In reaction to this paper, I was recently invited by the Lebanese Oil and Gas Initiative to discuss whether Lebanon is pre-ordained to succumb to a presource curse.

Although Lebanon has yet to make a discovery, it has issued two exploration and production licenses to one consortium led by Total S.A.
I argued that Lebanon is not only pre-ordained to fall subject to a presource curse but also that Lebanon is already experiencing a pre-presource curse.
To be precise, even before an oil discovery has been made, politicians were active in increasing spending through borrowing and dividing the spoils that have consequently undermined macroeconomic stability since the end of the civil war.
They have systematically undermined fiscal discipline by increasing spending on public wages as a result of largely
1) over-staffing the bureaucracy with their clients;
2)contracting public projects with little transparency and accountability by largely dismissing the procurement process; and
3)issuing treasury bills to close the gap between revenues and spending, often at higher interest rates than necessary.
Not only have expenditures risen at a high rate since the 1990s, inefficiency in the use of resources has worsened as Lebanon uses 25% and 13% more input to produce the same health and education outcomes, respectively.
Such irresponsible fiscal policies led to a high chronic deficit to GDP of about 13% from 1992 to 2016, which is much higher than the 3% average of MENA countries and 2.5% average for countries worldwide with similar levels of development as Lebanon.
Consequently, debt to GDP has reached almost 160%, one of the highest in the world.
 
This was not always the case in Lebanese public finance.
In fact, from 1944 to 1958, Lebanon had high budget surpluses. Even during the period of Chehabism, when state institutions were created to assume more responsibilities, Lebanon’s public finance had moderate surpluses of 2% to 3% to GDP from 1958 to 1970.
The rise of chronic deficits—and consequently public debt—is a relatively recent development, which is largely associated with the political settlement that ended years of civil strife.
Specifically, the change in the balance of power brought about by the Taef Agreement—which resulted in different political institutions being controlled by various confessional groups—institutionalized a new dawn of fiscal mismanagement.
The political elite saw in the new arrangement—which manifested itself in the Troika of the 1990s and the different constellation of power sharing since 2005—the possibility to extract state resources that are beneficial to them at the expense of Lebanon’s citizens.
While this kept the peace, it came at a high economic and fiscal cost.
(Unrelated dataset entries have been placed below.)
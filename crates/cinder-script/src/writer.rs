//! Regenerates script text from the document model

use crate::collection::ParticleScriptCollection;
use crate::document::ParticleScript;
use cinder_core::AttributeWriter;

/// Writes scripts in document order. Output is canonical rather than a copy
/// of the input: unknown attributes and comments are gone, but reparsing it
/// yields the same model.
#[derive(Debug, Clone, Copy, Default)]
pub struct ScriptWriter;

impl ScriptWriter {
    pub fn new() -> Self {
        Self
    }

    pub fn write_collection(&self, collection: &ParticleScriptCollection) -> String {
        let mut w = AttributeWriter::new();
        for (i, script) in collection.iter().enumerate() {
            if i > 0 {
                w.blank();
            }
            self.write_into(script, &mut w);
        }
        w.finish()
    }

    pub fn write_script(&self, script: &ParticleScript) -> String {
        let mut w = AttributeWriter::new();
        self.write_into(script, &mut w);
        w.finish()
    }

    fn write_into(&self, script: &ParticleScript, w: &mut AttributeWriter) {
        w.open(format!("particle_system {}", script.name));
        if let Some(material) = &script.material_name {
            w.line("material", material);
        }
        if let Some(texture) = &script.texture {
            w.line("texture", texture);
        }
        w.float("particle_width", script.particle_size.x);
        w.float("particle_height", script.particle_size.y);
        w.line("quota", script.quota);
        w.flag("cull_each", script.cull_each);
        w.flag("sorted", script.sorted);
        w.line("direction_type", script.direction_type);
        w.flag("local_space", script.local_space);
        w.float("iteration_interval", script.iteration_interval);
        w.float("nonvisible_update_timeout", script.nonvisible_update_timeout);
        w.line("billboard_type", script.billboard_type);
        w.line("billboard_origin", script.billboard_origin);
        w.line("billboard_rotation_type", script.billboard_rotation);
        w.flag("point_rendering", script.point_rendering);
        w.flag("accurate_facing", script.accurate_facing);
        w.vec3("common_direction", &script.common_direction);
        w.vec3("common_up_vector", &script.common_up_vector);

        for emitter in &script.emitters {
            w.blank();
            w.open(format!("emitter {}", emitter.name()));
            emitter.write_attributes(w);
            w.close();
        }
        for affector in &script.affectors {
            w.blank();
            w.open(format!("affector {}", affector.name()));
            affector.write_attributes(w);
            w.close();
        }
        w.close();
    }
}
Prior to the civil war period, Lebanon had the formal and informal mechanisms to constrain spending.

That is not to say that Lebanon was corruption-free but the public finance management was more effectively controlled by the executive authority, which was entrusted to the president and not to the Council of Ministers as it has been in the post-war period.

It is within this context that one needs to evaluate the role of a Sovereign Wealth Fund (SWF).

While there is extensive talk about its institutional design—including its role and where it should be housed—this may not be useful when seen from the broader mismanagement of public finances.
Even if Lebanon adopts an SWF with strong fiscal rules to limit politicians’ temptations to tap into it, such rules will likely be skirted or violated given the broader political and institutional context.

To avoid falling further into the abyss, Lebanon must reconfigure its institutions so they can impose fiscal discipline and prevent ineffective spending by dampening politicians’ temptations to personally capitalize at the expense of the state.

The first step toward doing so is bringing public finances in order, by adopting a comprehensive budget according to which all spending is consolidated (i.e., bringing CDR and other agencies’ budgets together), ensuring that public projects are subject to a transparent and competitive procurement process, assessing the effectiveness of spending, and ensuring that any borrowing is being financed at competitive interest rates.
Although these actions are necessary, they are not sufficient.
The fundamental issue is ensuring that checks and balances are in place to limit excessive spending. This requires oversight agencies and institutions to play a key role in ensuring fiscal discipline.
The Court of Accounts must be empowered to oversee budget spending. The procurement department, which has overseen only 10% of public projects, must have the independence to manage the contracting of all public projects.

The parliament has a key role to play. It must assume its responsibilities—both legislative and oversight— bestowed upon it by virtue of the Taef Agreement rather than rubber stamp the work of the executive.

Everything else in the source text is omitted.